What about the first iteration?
reduce
has an optional, but highly recommended, second argument that sets the initial value
for the accumulator
. If no initial value is provided, reduce
will essentially take the first value of the array, treat that as the initial value
and the second value in the array as the current value
. In general, you should just always provide an initial value
, as it leads to fewer bugs.
const numbers = [12,8,23,5];
const startingVal = 0;
const callbackFn = (accumulator, currentVal) => {
console.log('Accumulator', accumulator);
console.log('Value at index:', currentVal);
// console.log('Current index:', idx);
// console.log('Original array:', arr);
return accumulator + currentVal;
}
const total = numbers.reduce(callbackFn, startingVal);
// Accumulator 0
// Value at index: 12
// Accumulator 12
// Value at index: 8
// Accumulator 20
// Value at index: 23
// Accumulator 43
// Value at index: 5
console.log('total', total);
// total: 48
.reduce (advanced use case)
At the end of the day, reduce
just adds things up into an accumulator. But no one said the accumulator couldn't be...an object?? Look how you can use reduce
to build up an object. For comparison, we do the exact same thing but using .forEach
. The crucial thing to remember is now the initial value must be explicitly set an object. Also, we don't need them in this case, but the idx
and arr
parameters are still available.
const arr = ['x', 'y', 'z', 'z', 'x', 'z'];
const countForEach = (arr) => {
const result = {};
arr.forEach((letter) => {
result[letter] = (result[letter]) ? result[letter] + 1 : 1;
});
return result;
};
const countReduce = (arr) => arr.reduce((acc, letter) => {
acc[letter] = acc[letter] ? acc[letter] + 1 : 1;
return acc;
}, {});
console.log(countForEach(arr));
// { x: 2, y: 1, z: 3 }
console.log(countReduce(arr));
// { x: 2, y: 1, z: 3 }
.sort
The default sort()
method sorts things alphabetically. Which means [1, 3, 2, 11]

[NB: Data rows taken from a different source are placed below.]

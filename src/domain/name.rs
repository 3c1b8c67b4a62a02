//! Name value object.

use super::errors::ValidationError;
use serde::{Deserialize, Deserializer, Serialize, Serializer};
use std::fmt;

/// A type-safe wrapper for contact names.
///
/// This ensures that names are validated at construction time. The name
/// doubles as the directory key, so an empty name is never representable.
///
/// # Example
///
/// ```
/// use vita_directory::domain::Name;
///
/// let name = Name::new("Bill").unwrap();
/// assert_eq!(name.as_str(), "Bill");
/// ```
#[derive(Debug, Clone, PartialEq, Eq, Hash)]
pub struct Name(String);

impl Name {
    /// Create a new Name, validating that it's not empty.
    ///
    /// # Errors
    ///
    /// Returns `ValidationError::EmptyName` if the provided name is empty.
    pub fn new(name: impl Into<String>) -> Result<Self, ValidationError> {
        let name = name.into();
        if name.is_empty() {
            return Err(ValidationError::EmptyName);
        }
        Ok(Self(name))
    }

    /// Get the name as a string slice.
    pub fn as_str(&self) -> &str {
        &self.0
    }

    /// Convert into the underlying String.
    pub fn into_inner(self) -> String {
        self.0
    }
}

// Serde support - serialize as string
impl Serialize for Name {
    fn serialize<S>(&self, serializer: S) -> Result<S::Ok, S::Error>
    where
        S: Serializer,
    {
        self.0.serialize(serializer)
    }
}

// Serde support - deserialize from string with validation
impl<'de> Deserialize<'de> for Name {
    fn deserialize<D>(deserializer: D) -> Result<Self, D::Error>
    where
        D: Deserializer<'de>,
    {
        let s = String::deserialize(deserializer)?;
        Name::new(s).map_err(serde::de::Error::custom)
    }
}

// Display support
impl fmt::Display for Name {
    fn fmt(&self, f: &mut fmt::Formatter<'_>) -> fmt::Result {
        write!(f, "{}", self.0)
    }
}

#[cfg(test)]
mod tests {
    use super::*;

    #[test]
    fn test_name_valid() {
        let name = Name::new("Bill").unwrap();
        assert_eq!(name.as_str(), "Bill");
    }

    #[test]
    fn test_name_rejects_empty() {
        assert!(Name::new("").is_err());
    }

    #[test]
    fn test_name_keeps_whitespace() {
        // A blank-but-nonempty name is accepted, matching the non-empty rule.
        let name = Name::new(" ").unwrap();
        assert_eq!(name.as_str(), " ");
    }

    #[test]
    fn test_name_display() {
        let name = Name::new("John Doe").unwrap();
        assert_eq!(format!("{}", name), "John Doe");
    }

    #[test]
    fn test_name_serialization() {
        let name = Name::new("Bill").unwrap();
        let json = serde_json::to_string(&name).unwrap();
        assert_eq!(json, "\"Bill\"");
    }

    #[test]
    fn test_name_deserialization_empty_fails() {
        let result: Result<Name, _> = serde_json::from_str("\"\"");
        assert!(result.is_err());
    }
}
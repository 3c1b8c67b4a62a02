//! Vita Directory - the in-memory contact directory of the Vita personal assistant.
//!
//! This library stores named contact records with validated phone numbers
//! and an optional birthday, answers lookups by name or phone value, and
//! renders paginated fixed-width listings.
//!
//! # Architecture
//!
//! - **domain**: Validated value objects (names, phones, birthdays)
//! - **models**: The contact record and its phone/birthday operations
//! - **book**: The directory itself — ordered storage, search, pagination
//! - **error**: Custom error types for precise error handling
//! - **config**: Configuration management from environment variables
//!
//! # Example
//!
//! ```
//! use vita_directory::{AddressBook, Name, Phone, Record, SearchQuery};
//!
//! let mut book = AddressBook::new();
//! let mut record = Record::new(Name::new("Bill").unwrap(), None, None);
//! record.add_phone(Phone::new("1234567890").unwrap());
//! book.add_record(record);
//!
//! let query = SearchQuery::Phone(Phone::new("1234567890").unwrap());
//! assert!(book.search(&query).is_some());
//! ```

// Re-export commonly used types
pub mod book;
pub mod config;
pub mod domain;
pub mod error;
pub mod models;

pub use book::{AddressBook, Pages, SearchHit, SearchQuery, DEFAULT_PAGE_SIZE};
pub use config::Config;
pub use domain::{Birthday, Name, Phone, ValidationError};
pub use error::{ConfigError, ConfigResult};
pub use models::Record;
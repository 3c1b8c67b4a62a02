//! Domain validation errors.

use chrono::NaiveDate;
use std::fmt;

/// Errors that can occur during domain value object validation.
#[derive(Debug, Clone, PartialEq, Eq)]
pub enum ValidationError {
    /// The provided name is empty.
    EmptyName,

    /// The provided phone number is invalid.
    InvalidPhone(String),

    /// The provided birthday is outside the accepted range.
    InvalidBirthday(NaiveDate),
}

impl fmt::Display for ValidationError {
    fn fmt(&self, f: &mut fmt::Formatter<'_>) -> fmt::Result {
        match self {
            Self::EmptyName => write!(f, "Name cannot be empty"),
            Self::InvalidPhone(phone) => write!(f, "Invalid phone number: {}", phone),
            Self::InvalidBirthday(date) => write!(f, "Invalid birthday: {}", date),
        }
    }
}

impl std::error::Error for ValidationError {}
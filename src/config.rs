//! Configuration management for the Vita directory.
//!
//! This module handles loading and validating configuration from
//! environment variables. Every variable is optional and falls back to a
//! default, so a bare environment is a valid one.

use crate::book::DEFAULT_PAGE_SIZE;
use crate::error::{ConfigError, ConfigResult};
use std::env;

/// Configuration for the Vita directory.
#[derive(Debug, Clone)]
pub struct Config {
    /// Records per rendered page (default: 10)
    pub page_size: usize,

    /// Log level (default: "error")
    pub log_level: String,
}

impl Config {
    /// Load configuration from environment variables.
    ///
    /// Optional environment variables:
    /// - `VITA_PAGE_SIZE`: records per page, at least 1 (default: 10)
    /// - `VITA_LOG_LEVEL`: logging level (default: "error")
    pub fn from_env() -> ConfigResult<Self> {
        // Try to load .env file if it exists (but don't fail if it doesn't)
        let _ = dotenvy::dotenv();

        let page_size = Self::parse_env_usize("VITA_PAGE_SIZE", DEFAULT_PAGE_SIZE)?;

        if page_size == 0 {
            return Err(ConfigError::InvalidValue {
                var: "VITA_PAGE_SIZE".to_string(),
                reason: "Must be at least 1".to_string(),
            });
        }

        let log_level = env::var("VITA_LOG_LEVEL").unwrap_or_else(|_| "error".to_string());

        Ok(Config {
            page_size,
            log_level,
        })
    }

    /// Parse an environment variable as usize with a default value.
    fn parse_env_usize(var_name: &str, default: usize) -> ConfigResult<usize> {
        match env::var(var_name) {
            Ok(val) => val.parse::<usize>().map_err(|_| ConfigError::InvalidValue {
                var: var_name.to_string(),
                reason: format!("Must be a positive number, got: {}", val),
            }),
            Err(_) => Ok(default),
        }
    }
}

impl Default for Config {
    fn default() -> Self {
        Config {
            page_size: DEFAULT_PAGE_SIZE,
            log_level: "error".to_string(),
        }
    }
}
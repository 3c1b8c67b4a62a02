//! AddressBook: the name-keyed collection of all records.

use crate::book::pages::{Pages, DEFAULT_PAGE_SIZE};
use crate::domain::{Name, Phone};
use crate::models::Record;
use serde::{Deserialize, Deserializer, Serialize, Serializer};
use std::collections::HashMap;

/// A lookup query against the directory.
///
/// The query set is closed: a directory is only ever searched by name or
/// by phone value.
#[derive(Debug, Clone, PartialEq)]
pub enum SearchQuery {
    /// Match a record by its exact name.
    Name(Name),
    /// Match a record owning this exact phone value.
    Phone(Phone),
}

/// A successful search result.
#[derive(Debug, Clone, PartialEq)]
pub enum SearchHit {
    /// Phone values of the record whose name matched, in stored order.
    Phones(Vec<String>),
    /// Name of the record owning the matched phone.
    Name(String),
}

/// The contact directory: maps names to records, preserving insertion
/// order.
///
/// Insertion order drives both the pagination layout and the "last match
/// wins" rule when the same phone value appears in several records, so it
/// must be stable: overwriting an existing name keeps the record's
/// original position.
#[derive(Debug, Clone, Default, PartialEq)]
pub struct AddressBook {
    records: HashMap<String, Record>,
    order: Vec<String>,
}

impl AddressBook {
    /// Create an empty directory.
    pub fn new() -> Self {
        Self::default()
    }

    /// Number of records in the directory.
    pub fn len(&self) -> usize {
        self.order.len()
    }

    /// Whether the directory holds no records.
    pub fn is_empty(&self) -> bool {
        self.order.is_empty()
    }

    /// Insert a record keyed by its name.
    ///
    /// An existing record under the same name is replaced wholesale
    /// (last-write-wins, no merge) and keeps its insertion position.
    pub fn add_record(&mut self, record: Record) {
        let key = record.name().as_str().to_string();
        tracing::debug!(name = %key, "adding record");
        if self.records.insert(key.clone(), record).is_none() {
            self.order.push(key);
        }
    }

    /// Get the record stored under `name`.
    pub fn get(&self, name: &str) -> Option<&Record> {
        self.records.get(name)
    }

    /// Remove and return the record stored under `name`.
    pub fn remove_record(&mut self, name: &str) -> Option<Record> {
        let removed = self.records.remove(name);
        if removed.is_some() {
            self.order.retain(|key| key != name);
        }
        removed
    }

    /// Iterate records in insertion order.
    pub fn iter(&self) -> impl Iterator<Item = (&str, &Record)> {
        self.order.iter().filter_map(|key| {
            self.records
                .get(key)
                .map(|record| (key.as_str(), record))
        })
    }

    /// Search the directory by name or by phone value.
    ///
    /// A name query matches on exact key equality and yields the record's
    /// phone values; a phone query scans every record's phone list and
    /// yields the owning record's name. Both scans walk the whole
    /// directory without short-circuiting, so with duplicate phone values
    /// the last record in insertion order wins.
    pub fn search(&self, query: &SearchQuery) -> Option<SearchHit> {
        let mut hit = None;

        match query {
            SearchQuery::Name(name) => {
                for (key, record) in self.iter() {
                    if name.as_str() == key {
                        hit = Some(SearchHit::Phones(record.phone_values()));
                    }
                }
            }
            SearchQuery::Phone(phone) => {
                for (key, record) in self.iter() {
                    for stored in record.phones() {
                        if stored == phone {
                            hit = Some(SearchHit::Name(key.to_string()));
                        }
                    }
                }
            }
        }

        tracing::debug!(found = hit.is_some(), "search finished");
        hit
    }

    /// Paginate the directory with the default page size of 10.
    pub fn pages(&self) -> Pages<'_> {
        self.pages_with(DEFAULT_PAGE_SIZE)
    }

    /// Paginate the directory with an explicit page size.
    pub fn pages_with(&self, page_size: usize) -> Pages<'_> {
        Pages::new(self, page_size)
    }

    pub(crate) fn keys(&self) -> &[String] {
        &self.order
    }
}

// Serde support - serialize as the record sequence in insertion order
impl Serialize for AddressBook {
    fn serialize<S>(&self, serializer: S) -> Result<S::Ok, S::Error>
    where
        S: Serializer,
    {
        serializer.collect_seq(self.iter().map(|(_, record)| record))
    }
}

// Serde support - rebuild from a record sequence, revalidating each entry
impl<'de> Deserialize<'de> for AddressBook {
    fn deserialize<D>(deserializer: D) -> Result<Self, D::Error>
    where
        D: Deserializer<'de>,
    {
        let records = Vec::<Record>::deserialize(deserializer)?;
        let mut book = AddressBook::new();
        for record in records {
            book.add_record(record);
        }
        Ok(book)
    }
}
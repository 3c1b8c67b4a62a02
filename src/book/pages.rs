//! Paginated rendering of the directory as fixed-width text tables.

use crate::book::address_book::AddressBook;
use crate::models::Record;

/// Records per page when no explicit size is given.
pub const DEFAULT_PAGE_SIZE: usize = 10;

/// Total width of the rendered table, separators included.
const TABLE_WIDTH: usize = 70;

/// A cursor over the directory's insertion-order key sequence, yielding
/// one formatted page per pull.
///
/// The iterator signals exhaustion with `None`: a final partial page is a
/// normal page, and an empty directory is exhausted from the very first
/// pull rather than producing an empty page.
#[derive(Debug)]
pub struct Pages<'a> {
    book: &'a AddressBook,
    cursor: usize,
    page_size: usize,
}

impl<'a> Pages<'a> {
    /// Create a paginator over `book` with the given page size.
    pub(crate) fn new(book: &'a AddressBook, page_size: usize) -> Self {
        Self {
            book,
            cursor: 0,
            // a page size of zero would never advance the cursor
            page_size: page_size.max(1),
        }
    }
}

impl Iterator for Pages<'_> {
    type Item = String;

    fn next(&mut self) -> Option<String> {
        let keys = self.book.keys();
        if self.cursor >= keys.len() {
            return None;
        }

        let end = usize::min(self.cursor + self.page_size, keys.len());
        let batch = &keys[self.cursor..end];
        self.cursor = end;

        let book = self.book;
        let entries = batch
            .iter()
            .filter_map(|key| book.get(key).map(|record| (key.as_str(), record)));
        Some(render_page(entries))
    }
}

/// Render one page of records as a 70-column table.
///
/// Layout per contact: the first row carries the name, the first phone,
/// and the birthday; continuation rows repeat blank name and birthday
/// columns for each further phone; a contact without phones still gets
/// one row. A separator line follows every contact block.
fn render_page<'a, I>(entries: I) -> String
where
    I: Iterator<Item = (&'a str, &'a Record)>,
{
    let separator = "-".repeat(TABLE_WIDTH);

    let mut page = String::new();
    page.push_str(&separator);
    page.push('\n');
    page.push_str(&format!(
        "|{:^33}|{:^20}|{:^13}|\n",
        "User", "Phones", "Birthday"
    ));
    page.push_str(&separator);
    page.push('\n');

    for (name, record) in entries {
        let birthday = record
            .birthday()
            .map(|b| b.to_string())
            .unwrap_or_default();

        let phones = record.phones();
        if phones.is_empty() {
            page.push_str(&format!("| {:<32}|{:>19} |{:^13}|\n", name, "", birthday));
        }
        for (index, phone) in phones.iter().enumerate() {
            if index == 0 {
                page.push_str(&format!(
                    "| {:<32}|{:>19} |{:^13}|\n",
                    name,
                    phone.as_str(),
                    birthday
                ));
            } else {
                page.push_str(&format!(
                    "|{:<33}|{:>19} |{:^13}|\n",
                    "",
                    phone.as_str(),
                    ""
                ));
            }
        }

        page.push_str(&separator);
        page.push('\n');
    }

    page
}
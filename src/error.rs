//! Error types for the Vita directory.
//!
//! This module defines custom error types using `thiserror` for precise
//! error handling. Domain validation errors live with the value objects in
//! [`crate::domain::errors`].

use thiserror::Error;

/// Errors that can occur during configuration loading.
#[derive(Error, Debug)]
pub enum ConfigError {
    /// Environment variable has invalid value
    #[error("Invalid value for {var}: {reason}")]
    InvalidValue { var: String, reason: String },

    /// Generic configuration error
    #[error("Configuration error: {0}")]
    Other(String),
}

/// Convenience type alias for Results with ConfigError
pub type ConfigResult<T> = Result<T, ConfigError>;
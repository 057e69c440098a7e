//! Loro document schema and operations.

use super::convert::{shape_from_loro, shape_to_loro};
use crate::shapes::{ShapeEntry, ShapeId};
use crate::sync::SyncError;
use loro::event::DiffEvent;
use loro::{
    ContainerTrait, ExportMode, LoroDoc, LoroList, LoroMap, LoroResult, LoroValue, Subscription,
    UndoManager, ValueOrContainer, VersionVector,
};
use std::collections::HashSet;
use std::sync::Arc;

/// Key for the shapes map in the document.
pub const SHAPES_KEY: &str = "shapes";
/// Key for the z-order list in the document.
pub const Z_ORDER_KEY: &str = "z_order";

/// Maximum number of undo steps kept.
const MAX_UNDO_STEPS: usize = 100;

/// A CRDT-backed shape map with local undo/redo.
///
/// The `shapes` map holds one plain value per shape, keyed by shape id. The
/// `z_order` list holds the ids in scene order and is what gives the map a
/// deterministic iteration order across peers.
pub struct ShapeDocument {
    doc: LoroDoc,
    undo_manager: UndoManager,
}

impl ShapeDocument {
    /// Create a new empty document.
    pub fn new() -> Self {
        Self::from_doc(LoroDoc::new())
    }

    /// Create a document from a snapshot.
    pub fn from_snapshot(bytes: &[u8]) -> LoroResult<Self> {
        let doc = LoroDoc::new();
        doc.import(bytes)?;
        Ok(Self::from_doc(doc))
    }

    fn from_doc(doc: LoroDoc) -> Self {
        let mut undo_manager = UndoManager::new(&doc);
        undo_manager.set_max_undo_steps(MAX_UNDO_STEPS);
        // Every page change is its own undo step.
        undo_manager.set_merge_interval(0);
        Self { doc, undo_manager }
    }

    /// Peer id of this replica.
    pub fn peer_id(&self) -> u64 {
        self.doc.peer_id()
    }

    fn shapes_map(&self) -> LoroMap {
        self.doc.get_map(SHAPES_KEY)
    }

    fn z_order_list(&self) -> LoroList {
        self.doc.get_list(Z_ORDER_KEY)
    }

    /// Number of entries in the shapes map.
    pub fn shape_count(&self) -> usize {
        self.shapes_map().len()
    }

    /// Whether the shapes map has an entry for `id`.
    pub fn contains(&self, id: &str) -> bool {
        self.shapes_map().get(id).is_some()
    }

    /// Keys of the shapes map, sorted.
    pub fn ids(&self) -> Vec<ShapeId> {
        let mut ids = match self.shapes_map().get_value() {
            LoroValue::Map(map) => map.keys().cloned().collect::<Vec<_>>(),
            _ => Vec::new(),
        };
        ids.sort();
        ids
    }

    /// The z-order as stored, possibly with duplicates after concurrent rewrites.
    pub fn z_order(&self) -> Vec<ShapeId> {
        let list = self.z_order_list();
        let mut result = Vec::with_capacity(list.len());
        for i in 0..list.len() {
            if let Some(ValueOrContainer::Value(LoroValue::String(id))) = list.get(i) {
                result.push(id.to_string());
            }
        }
        result
    }

    /// Get a shape by id.
    pub fn get_shape(&self, id: &str) -> Option<ShapeEntry> {
        match self.shapes_map().get(id)? {
            ValueOrContainer::Value(value) => shape_from_loro(&value),
            ValueOrContainer::Container(_) => None,
        }
    }

    /// All shapes in scene order.
    ///
    /// Ids follow the z-order list (first occurrence wins); map entries the
    /// list does not mention are appended in key order. Malformed entries are
    /// skipped.
    pub fn shapes(&self) -> Vec<ShapeEntry> {
        let LoroValue::Map(map) = self.shapes_map().get_value() else {
            return Vec::new();
        };

        let mut seen = HashSet::with_capacity(map.len());
        let mut ordered: Vec<ShapeId> = self
            .z_order()
            .into_iter()
            .filter(|id| map.contains_key(id.as_str()) && seen.insert(id.clone()))
            .collect();

        let mut rest: Vec<ShapeId> = map.keys().filter(|k| !seen.contains(*k)).cloned().collect();
        rest.sort();
        ordered.extend(rest);

        ordered
            .iter()
            .filter_map(|id| map.get(id.as_str()).and_then(shape_from_loro))
            .collect()
    }

    /// Clear the shape map and rewrite it from `objects` in one commit.
    ///
    /// A new undo checkpoint is recorded first so the rewrite never merges
    /// into the previous undo step. If an id appears more than once, the last
    /// occurrence wins and takes that position in the z-order.
    pub fn replace_all(&mut self, objects: &[ShapeEntry]) -> Result<(), SyncError> {
        let mut seen = HashSet::with_capacity(objects.len());
        let mut unique: Vec<&ShapeEntry> = objects
            .iter()
            .rev()
            .filter(|o| seen.insert(o.id.as_str()))
            .collect();
        unique.reverse();

        let mut values = Vec::with_capacity(unique.len());
        for shape in unique {
            values.push((shape.id.as_str(), shape_to_loro(shape)?));
        }

        self.undo_manager.record_new_checkpoint()?;

        let shapes = self.shapes_map();
        let z_order = self.z_order_list();
        shapes.clear()?;
        z_order.clear()?;
        for (id, value) in values {
            shapes.insert(id, value)?;
            z_order.push(id)?;
        }

        self.doc.commit();
        Ok(())
    }

    /// Subscribe to any change of the shapes map, local or imported.
    ///
    /// Dropping the returned subscription unsubscribes.
    pub fn subscribe_shapes(&self, callback: impl Fn() + Send + Sync + 'static) -> Subscription {
        let shapes = self.shapes_map();
        self.doc
            .subscribe(&shapes.id(), Arc::new(move |_event: DiffEvent<'_>| callback()))
    }

    // --- Network Sync ---

    /// Export the document as a snapshot (full state).
    pub fn export_snapshot(&self) -> Vec<u8> {
        self.doc.export(ExportMode::Snapshot).unwrap_or_default()
    }

    /// Export incremental updates since a version.
    pub fn export_updates(&self, since: &VersionVector) -> Vec<u8> {
        self.doc.export(ExportMode::updates(since)).unwrap_or_default()
    }

    /// Import updates or a snapshot from another peer.
    pub fn import(&mut self, bytes: &[u8]) -> LoroResult<()> {
        self.doc.import(bytes)?;
        Ok(())
    }

    /// Get the current version vector.
    pub fn version(&self) -> VersionVector {
        self.doc.oplog_vv()
    }

    // --- Undo/Redo API ---

    /// Undo the last local change.
    /// Returns true if undo was performed, false if nothing to undo.
    pub fn undo(&mut self) -> bool {
        self.undo_manager.undo().unwrap_or(false)
    }

    /// Redo the last undone change.
    pub fn redo(&mut self) -> bool {
        self.undo_manager.redo().unwrap_or(false)
    }

    pub fn can_undo(&self) -> bool {
        self.undo_manager.can_undo()
    }

    pub fn can_redo(&self) -> bool {
        self.undo_manager.can_redo()
    }

    pub fn redo_count(&self) -> usize {
        self.undo_manager.redo_count()
    }
}

impl Default for ShapeDocument {
    fn default() -> Self {
        Self::new()
    }
}
//! vuedraw Application
//!
//! Terminal front-end for the shared whiteboard: configuration, routing,
//! and the command loop that drives the core composables.

mod app;
mod commands;
mod router;

pub use app::{App, AppConfig, AppError, Flow};
pub use commands::{Command, CommandError, HELP};
pub use router::{BASE_URL, Page, ROUTES, Route, Router};
//! CRDT integration using Loro for collaborative editing.
//!
//! # Schema
//!
//! ```text
//! LoroDoc
//! ├── "shapes": LoroMap<ShapeId, Value> (serialized shape entries)
//! └── "z_order": LoroList<String> (shape ids, back to front)
//! ```
//!
//! Local edits always clear and rewrite both containers in a single commit.

mod convert;
mod schema;

pub use convert::{json_to_loro, loro_to_json, shape_from_loro, shape_to_loro};
pub use schema::{ShapeDocument, SHAPES_KEY, Z_ORDER_KEY};

pub use loro::{Subscription, VersionVector};
use clap::Parser;
use std::net::SocketAddr;
use std::sync::Arc;
use tracing::info;
use vuedraw_server::{AppState, app};

/// WebSocket relay for vuedraw whiteboards.
#[derive(Debug, Parser)]
#[command(name = "vuedraw-server", version, about)]
struct Args {
    /// Address to listen on
    #[arg(long, default_value = "0.0.0.0:3030")]
    addr: SocketAddr,
}

#[tokio::main]
async fn main() -> std::io::Result<()> {
    // Initialize tracing
    tracing_subscriber::fmt()
        .with_env_filter(
            tracing_subscriber::EnvFilter::try_from_default_env()
                .unwrap_or_else(|_| "vuedraw_server=info,tower_http=info".into()),
        )
        .init();

    let args = Args::parse();
    let state = Arc::new(AppState::new());

    let listener = tokio::net::TcpListener::bind(args.addr).await?;
    info!("vuedraw relay server listening on {}", listener.local_addr()?);
    info!("WebSocket endpoint: ws://{}/ws", listener.local_addr()?);

    axum::serve(listener, app(state)).await
}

would get sorted into [1, 11, 2, 3]
.` This is not ideal. To sort numbers correctly, you need to pass in a compare callback function. The compare function needs to return a positive number, a negative number, or 0. JS will then use these numbers to determine if the values are in the right order. So kind of like this:
js
const compare = (a, b) => {
if (a is less than b by some ordering criterion) {
return a negative number;
}
if (a is greater than b by the ordering criterion) {
return a positive number;
}
// a must be equal to b
return 0;
}
That's a very manual setup, which may be useful for sorting non-numeric values. However, if you're comparing numeric values, you can get away with a drastically simpler callback that still does the same thing:
js
// sorts smallest to biggest (ascending)
let compare = (a, b) => a - b;
// sorts biggest to smallest (descending)
compare = (a, b) => b - a;
Used in context, sort
looks like so.
js
const numbers = [4, 2, 5, 1, 3];
numbers.sort((a, b) => a - b);
console.log('numbers:', numbers);
// [ 1, 2, 3, 4, 5 ]
The compare function can easily deal with objects as well, simply access whatever property to need.
js
const houses = [
{color: 'blue', price: 350000},
{color: 'red', price: 470000},
{color: 'pink', price: 280000},
];
houses.sort((a,b) => a.price - b.price)
console.log('houses:', houses);
// houses [
// { color: 'pink', price: 280000 },
// { color: 'blue', price: 350000 },
// { color: 'red', price: 470000 }
// ]
Something important to note here is that unlike the other iterator functions on this list, sort is not pure; it will mutate the original array instead of making a new one.
More higher order functions await!
This is just the base of the higher order mountain, there is so much more to explore about this concept. But, you should now have a pretty good grasp on the basics, and I encourage you to open up a console and play around with the values until it just feels second nature.